The task
This exercise calls for every line of the data below with the string "pool" in it.

====

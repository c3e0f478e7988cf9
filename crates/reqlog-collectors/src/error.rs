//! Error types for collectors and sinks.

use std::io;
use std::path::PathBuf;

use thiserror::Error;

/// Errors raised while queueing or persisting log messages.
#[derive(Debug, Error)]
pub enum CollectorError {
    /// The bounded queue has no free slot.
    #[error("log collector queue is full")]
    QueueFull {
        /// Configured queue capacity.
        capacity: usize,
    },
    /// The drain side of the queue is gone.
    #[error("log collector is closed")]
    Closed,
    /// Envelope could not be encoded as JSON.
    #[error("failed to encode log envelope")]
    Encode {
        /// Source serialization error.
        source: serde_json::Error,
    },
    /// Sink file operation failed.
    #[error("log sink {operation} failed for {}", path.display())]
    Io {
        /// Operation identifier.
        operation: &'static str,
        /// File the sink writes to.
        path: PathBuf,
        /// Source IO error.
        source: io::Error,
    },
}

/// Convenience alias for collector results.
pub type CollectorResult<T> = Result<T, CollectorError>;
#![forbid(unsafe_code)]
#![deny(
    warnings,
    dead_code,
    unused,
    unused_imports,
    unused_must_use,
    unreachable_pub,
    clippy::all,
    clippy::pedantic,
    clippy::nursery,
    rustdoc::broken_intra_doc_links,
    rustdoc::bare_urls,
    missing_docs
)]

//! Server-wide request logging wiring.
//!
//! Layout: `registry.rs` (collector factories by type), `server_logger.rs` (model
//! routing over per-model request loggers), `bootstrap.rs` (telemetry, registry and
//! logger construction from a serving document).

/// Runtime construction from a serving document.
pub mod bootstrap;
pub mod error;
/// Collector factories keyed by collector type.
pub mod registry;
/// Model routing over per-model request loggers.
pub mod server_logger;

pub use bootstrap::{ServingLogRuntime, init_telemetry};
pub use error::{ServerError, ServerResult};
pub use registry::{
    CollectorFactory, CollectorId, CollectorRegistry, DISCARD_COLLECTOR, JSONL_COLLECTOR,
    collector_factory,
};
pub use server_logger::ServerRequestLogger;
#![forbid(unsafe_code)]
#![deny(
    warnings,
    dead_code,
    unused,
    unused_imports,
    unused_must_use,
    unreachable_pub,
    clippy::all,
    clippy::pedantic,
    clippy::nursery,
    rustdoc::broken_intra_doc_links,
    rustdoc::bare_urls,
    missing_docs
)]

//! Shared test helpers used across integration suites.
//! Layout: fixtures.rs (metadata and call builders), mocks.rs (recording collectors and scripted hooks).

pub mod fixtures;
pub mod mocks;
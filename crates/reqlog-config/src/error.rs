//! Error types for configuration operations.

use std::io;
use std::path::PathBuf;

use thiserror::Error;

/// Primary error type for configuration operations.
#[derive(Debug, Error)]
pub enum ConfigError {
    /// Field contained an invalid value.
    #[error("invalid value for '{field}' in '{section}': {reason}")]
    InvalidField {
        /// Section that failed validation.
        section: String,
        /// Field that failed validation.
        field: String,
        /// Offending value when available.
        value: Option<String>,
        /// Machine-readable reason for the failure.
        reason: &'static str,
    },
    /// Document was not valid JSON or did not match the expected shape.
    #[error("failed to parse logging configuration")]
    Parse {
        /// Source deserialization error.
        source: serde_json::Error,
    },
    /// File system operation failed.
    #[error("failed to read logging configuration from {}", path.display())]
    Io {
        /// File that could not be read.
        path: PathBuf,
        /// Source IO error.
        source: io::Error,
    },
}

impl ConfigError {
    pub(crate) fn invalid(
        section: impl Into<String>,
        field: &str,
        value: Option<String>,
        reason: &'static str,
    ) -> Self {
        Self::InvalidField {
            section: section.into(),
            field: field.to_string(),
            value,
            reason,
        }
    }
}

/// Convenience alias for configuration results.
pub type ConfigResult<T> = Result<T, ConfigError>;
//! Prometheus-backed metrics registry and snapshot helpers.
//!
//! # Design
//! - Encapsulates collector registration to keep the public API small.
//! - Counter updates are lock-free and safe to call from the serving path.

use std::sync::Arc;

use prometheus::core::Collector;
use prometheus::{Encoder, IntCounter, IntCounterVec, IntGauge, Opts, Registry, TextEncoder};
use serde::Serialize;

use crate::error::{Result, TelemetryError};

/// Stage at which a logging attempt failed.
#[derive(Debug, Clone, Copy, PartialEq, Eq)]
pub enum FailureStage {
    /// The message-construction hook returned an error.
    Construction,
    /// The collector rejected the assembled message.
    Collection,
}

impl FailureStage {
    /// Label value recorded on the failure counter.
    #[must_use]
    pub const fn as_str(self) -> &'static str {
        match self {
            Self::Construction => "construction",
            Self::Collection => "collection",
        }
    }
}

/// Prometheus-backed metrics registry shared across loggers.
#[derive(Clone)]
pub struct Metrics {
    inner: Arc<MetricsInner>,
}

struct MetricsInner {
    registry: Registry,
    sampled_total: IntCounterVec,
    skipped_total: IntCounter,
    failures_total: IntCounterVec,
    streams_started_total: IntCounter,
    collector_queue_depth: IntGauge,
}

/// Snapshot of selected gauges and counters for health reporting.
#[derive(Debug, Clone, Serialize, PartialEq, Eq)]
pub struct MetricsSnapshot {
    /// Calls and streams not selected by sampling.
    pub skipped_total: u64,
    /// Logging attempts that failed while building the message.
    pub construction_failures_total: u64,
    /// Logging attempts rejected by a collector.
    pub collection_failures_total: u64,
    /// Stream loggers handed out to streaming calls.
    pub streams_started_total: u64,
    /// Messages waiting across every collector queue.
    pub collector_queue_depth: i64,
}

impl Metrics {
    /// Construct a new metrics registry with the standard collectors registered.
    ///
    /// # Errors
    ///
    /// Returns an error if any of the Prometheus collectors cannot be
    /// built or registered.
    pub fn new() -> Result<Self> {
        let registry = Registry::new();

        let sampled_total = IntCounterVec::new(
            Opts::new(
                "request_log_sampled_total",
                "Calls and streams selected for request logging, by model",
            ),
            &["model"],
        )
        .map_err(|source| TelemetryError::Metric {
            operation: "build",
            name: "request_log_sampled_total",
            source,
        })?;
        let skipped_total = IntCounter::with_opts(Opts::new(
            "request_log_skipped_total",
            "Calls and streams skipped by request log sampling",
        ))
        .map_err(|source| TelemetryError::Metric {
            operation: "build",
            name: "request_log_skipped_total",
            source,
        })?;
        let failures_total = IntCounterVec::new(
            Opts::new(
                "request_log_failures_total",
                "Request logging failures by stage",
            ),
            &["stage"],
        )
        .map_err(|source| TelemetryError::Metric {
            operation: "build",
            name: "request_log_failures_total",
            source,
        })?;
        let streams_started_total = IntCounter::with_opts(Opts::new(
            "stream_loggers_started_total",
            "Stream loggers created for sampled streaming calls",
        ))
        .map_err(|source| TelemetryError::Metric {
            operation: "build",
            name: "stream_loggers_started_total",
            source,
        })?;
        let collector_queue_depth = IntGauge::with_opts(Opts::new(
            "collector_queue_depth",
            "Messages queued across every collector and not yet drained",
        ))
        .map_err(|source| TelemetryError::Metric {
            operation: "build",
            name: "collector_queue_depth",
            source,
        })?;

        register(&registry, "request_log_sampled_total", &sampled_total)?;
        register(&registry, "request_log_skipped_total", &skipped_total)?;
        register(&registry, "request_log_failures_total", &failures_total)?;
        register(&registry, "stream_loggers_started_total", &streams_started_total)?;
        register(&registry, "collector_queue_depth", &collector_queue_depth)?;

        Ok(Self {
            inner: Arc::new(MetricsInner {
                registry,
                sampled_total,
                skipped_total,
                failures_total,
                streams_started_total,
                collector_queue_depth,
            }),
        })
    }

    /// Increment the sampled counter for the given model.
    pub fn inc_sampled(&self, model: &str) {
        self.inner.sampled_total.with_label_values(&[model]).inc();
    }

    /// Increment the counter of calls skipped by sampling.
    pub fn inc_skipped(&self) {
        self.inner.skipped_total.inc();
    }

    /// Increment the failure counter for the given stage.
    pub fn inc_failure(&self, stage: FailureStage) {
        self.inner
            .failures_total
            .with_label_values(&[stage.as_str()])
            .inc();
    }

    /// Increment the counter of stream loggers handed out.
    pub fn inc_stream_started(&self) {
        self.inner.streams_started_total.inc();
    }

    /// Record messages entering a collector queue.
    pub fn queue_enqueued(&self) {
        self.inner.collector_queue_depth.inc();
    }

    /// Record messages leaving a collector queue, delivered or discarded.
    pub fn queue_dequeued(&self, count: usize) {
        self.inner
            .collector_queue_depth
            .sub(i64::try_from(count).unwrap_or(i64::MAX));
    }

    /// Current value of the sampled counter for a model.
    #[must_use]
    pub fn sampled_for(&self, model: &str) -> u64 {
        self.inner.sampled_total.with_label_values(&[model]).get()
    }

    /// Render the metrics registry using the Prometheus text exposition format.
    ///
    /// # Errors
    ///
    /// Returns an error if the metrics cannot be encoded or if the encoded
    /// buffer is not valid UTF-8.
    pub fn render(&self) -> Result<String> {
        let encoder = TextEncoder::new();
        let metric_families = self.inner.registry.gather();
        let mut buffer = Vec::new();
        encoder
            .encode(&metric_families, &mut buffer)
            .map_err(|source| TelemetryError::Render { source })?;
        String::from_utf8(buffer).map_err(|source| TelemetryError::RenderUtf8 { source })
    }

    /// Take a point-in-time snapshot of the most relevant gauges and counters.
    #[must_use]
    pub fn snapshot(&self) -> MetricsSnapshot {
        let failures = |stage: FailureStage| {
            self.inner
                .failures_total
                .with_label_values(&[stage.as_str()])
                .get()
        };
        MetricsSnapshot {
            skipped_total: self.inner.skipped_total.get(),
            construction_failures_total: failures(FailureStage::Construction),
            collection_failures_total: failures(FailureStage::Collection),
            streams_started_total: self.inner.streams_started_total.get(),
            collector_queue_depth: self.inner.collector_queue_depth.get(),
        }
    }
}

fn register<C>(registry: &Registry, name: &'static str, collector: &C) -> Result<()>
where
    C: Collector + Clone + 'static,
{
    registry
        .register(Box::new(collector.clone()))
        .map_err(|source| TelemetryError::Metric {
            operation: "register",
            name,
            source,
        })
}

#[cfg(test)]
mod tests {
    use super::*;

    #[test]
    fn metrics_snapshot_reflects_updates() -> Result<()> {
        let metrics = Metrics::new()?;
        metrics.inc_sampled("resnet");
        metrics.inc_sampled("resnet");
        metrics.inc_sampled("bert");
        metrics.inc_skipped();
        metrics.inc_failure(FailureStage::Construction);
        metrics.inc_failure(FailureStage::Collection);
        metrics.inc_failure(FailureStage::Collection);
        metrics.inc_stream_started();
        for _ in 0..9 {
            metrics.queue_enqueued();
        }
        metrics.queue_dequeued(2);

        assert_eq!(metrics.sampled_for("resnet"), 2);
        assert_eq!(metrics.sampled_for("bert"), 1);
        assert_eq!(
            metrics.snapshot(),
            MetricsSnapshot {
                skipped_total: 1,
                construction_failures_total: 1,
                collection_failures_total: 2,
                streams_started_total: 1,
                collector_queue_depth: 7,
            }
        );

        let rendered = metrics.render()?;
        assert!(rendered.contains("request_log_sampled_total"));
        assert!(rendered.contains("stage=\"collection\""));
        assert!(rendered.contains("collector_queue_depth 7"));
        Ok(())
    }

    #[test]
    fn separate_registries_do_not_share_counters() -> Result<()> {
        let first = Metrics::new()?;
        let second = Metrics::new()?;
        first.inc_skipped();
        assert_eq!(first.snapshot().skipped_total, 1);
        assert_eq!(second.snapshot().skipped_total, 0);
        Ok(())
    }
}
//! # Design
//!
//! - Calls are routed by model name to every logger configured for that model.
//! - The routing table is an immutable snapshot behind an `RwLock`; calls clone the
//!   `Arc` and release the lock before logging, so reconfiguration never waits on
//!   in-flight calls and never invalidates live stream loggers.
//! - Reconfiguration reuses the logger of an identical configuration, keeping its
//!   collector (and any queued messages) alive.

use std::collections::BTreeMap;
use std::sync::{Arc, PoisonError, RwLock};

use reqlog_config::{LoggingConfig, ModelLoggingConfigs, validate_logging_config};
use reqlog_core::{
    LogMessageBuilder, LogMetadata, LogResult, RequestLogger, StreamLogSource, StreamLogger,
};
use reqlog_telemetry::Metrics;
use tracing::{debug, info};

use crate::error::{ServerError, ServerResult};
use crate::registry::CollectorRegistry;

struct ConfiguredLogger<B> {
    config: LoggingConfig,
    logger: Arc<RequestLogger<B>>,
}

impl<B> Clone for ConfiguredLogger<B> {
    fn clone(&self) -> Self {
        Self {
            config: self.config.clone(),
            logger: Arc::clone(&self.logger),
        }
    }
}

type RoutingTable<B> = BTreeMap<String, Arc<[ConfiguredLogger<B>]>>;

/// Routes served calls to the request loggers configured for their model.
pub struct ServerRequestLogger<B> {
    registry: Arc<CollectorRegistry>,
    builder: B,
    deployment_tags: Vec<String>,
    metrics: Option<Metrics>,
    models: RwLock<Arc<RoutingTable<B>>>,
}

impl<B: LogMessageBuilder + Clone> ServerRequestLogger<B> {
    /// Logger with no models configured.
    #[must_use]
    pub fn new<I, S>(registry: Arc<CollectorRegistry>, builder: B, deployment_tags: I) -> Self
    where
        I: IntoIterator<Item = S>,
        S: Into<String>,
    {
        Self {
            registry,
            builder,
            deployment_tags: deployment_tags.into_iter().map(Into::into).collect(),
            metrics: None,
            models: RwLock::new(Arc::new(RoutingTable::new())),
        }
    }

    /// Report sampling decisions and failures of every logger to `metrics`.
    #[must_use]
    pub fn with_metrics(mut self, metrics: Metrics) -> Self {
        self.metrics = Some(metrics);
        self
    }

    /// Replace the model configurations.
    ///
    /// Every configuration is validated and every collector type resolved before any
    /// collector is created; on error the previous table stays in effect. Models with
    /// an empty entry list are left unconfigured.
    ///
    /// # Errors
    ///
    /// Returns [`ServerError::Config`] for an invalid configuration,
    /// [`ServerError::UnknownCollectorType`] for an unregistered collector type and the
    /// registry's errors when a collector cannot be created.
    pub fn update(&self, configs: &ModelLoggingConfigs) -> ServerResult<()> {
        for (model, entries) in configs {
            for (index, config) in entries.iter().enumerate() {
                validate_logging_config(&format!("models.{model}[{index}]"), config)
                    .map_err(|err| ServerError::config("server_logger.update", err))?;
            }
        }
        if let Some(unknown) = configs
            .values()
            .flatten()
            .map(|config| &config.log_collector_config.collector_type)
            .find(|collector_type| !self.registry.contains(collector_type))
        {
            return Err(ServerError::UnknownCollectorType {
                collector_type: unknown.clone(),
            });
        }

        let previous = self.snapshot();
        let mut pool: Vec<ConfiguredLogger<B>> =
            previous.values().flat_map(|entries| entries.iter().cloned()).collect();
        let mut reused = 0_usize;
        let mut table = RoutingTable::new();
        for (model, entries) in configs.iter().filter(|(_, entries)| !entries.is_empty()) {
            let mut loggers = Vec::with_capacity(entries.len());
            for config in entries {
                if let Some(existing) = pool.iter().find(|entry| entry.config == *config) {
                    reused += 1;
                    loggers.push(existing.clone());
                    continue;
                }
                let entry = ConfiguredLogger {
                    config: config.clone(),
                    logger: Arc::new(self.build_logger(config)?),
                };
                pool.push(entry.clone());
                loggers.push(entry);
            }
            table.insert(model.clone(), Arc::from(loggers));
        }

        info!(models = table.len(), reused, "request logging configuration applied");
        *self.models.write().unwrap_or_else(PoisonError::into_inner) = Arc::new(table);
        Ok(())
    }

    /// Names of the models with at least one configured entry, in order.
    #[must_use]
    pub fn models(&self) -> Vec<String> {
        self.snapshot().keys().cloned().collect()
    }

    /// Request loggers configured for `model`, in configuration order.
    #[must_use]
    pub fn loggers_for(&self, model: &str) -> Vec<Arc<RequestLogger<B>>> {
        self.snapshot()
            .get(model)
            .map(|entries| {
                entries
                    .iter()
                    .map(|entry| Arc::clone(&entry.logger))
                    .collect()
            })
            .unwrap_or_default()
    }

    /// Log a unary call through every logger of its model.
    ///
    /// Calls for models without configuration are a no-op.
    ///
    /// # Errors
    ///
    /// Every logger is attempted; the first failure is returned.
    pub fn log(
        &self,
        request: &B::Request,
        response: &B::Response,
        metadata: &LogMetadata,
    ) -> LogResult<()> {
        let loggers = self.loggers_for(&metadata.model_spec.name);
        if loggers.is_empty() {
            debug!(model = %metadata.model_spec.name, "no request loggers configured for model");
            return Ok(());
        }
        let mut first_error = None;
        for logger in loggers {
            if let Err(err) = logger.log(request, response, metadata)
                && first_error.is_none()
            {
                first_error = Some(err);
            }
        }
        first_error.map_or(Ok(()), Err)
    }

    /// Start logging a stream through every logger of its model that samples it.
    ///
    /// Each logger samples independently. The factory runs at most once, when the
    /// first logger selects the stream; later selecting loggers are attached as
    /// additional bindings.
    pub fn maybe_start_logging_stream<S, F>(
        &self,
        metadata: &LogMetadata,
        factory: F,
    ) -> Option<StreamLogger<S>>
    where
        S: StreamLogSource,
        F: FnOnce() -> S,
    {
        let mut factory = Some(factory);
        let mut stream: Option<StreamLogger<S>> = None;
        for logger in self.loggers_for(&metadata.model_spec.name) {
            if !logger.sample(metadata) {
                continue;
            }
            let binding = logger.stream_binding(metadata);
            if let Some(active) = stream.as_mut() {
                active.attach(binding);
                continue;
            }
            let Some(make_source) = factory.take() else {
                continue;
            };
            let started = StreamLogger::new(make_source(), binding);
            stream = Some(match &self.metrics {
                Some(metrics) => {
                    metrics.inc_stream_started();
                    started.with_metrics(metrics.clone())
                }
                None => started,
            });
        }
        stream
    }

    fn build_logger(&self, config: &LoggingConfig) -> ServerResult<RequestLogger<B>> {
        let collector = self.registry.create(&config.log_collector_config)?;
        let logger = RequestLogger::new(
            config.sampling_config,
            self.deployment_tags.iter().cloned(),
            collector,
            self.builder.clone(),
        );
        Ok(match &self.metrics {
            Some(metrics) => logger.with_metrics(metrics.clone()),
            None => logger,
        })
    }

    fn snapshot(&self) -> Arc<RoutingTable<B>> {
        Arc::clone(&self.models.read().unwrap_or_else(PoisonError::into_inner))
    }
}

====

Result of this exercise
        let mut pool: Vec<ConfiguredLogger<B>> =
                if let Some(existing) = pool.iter().find(|entry| entry.config == *config) {
                pool.push(entry.clone());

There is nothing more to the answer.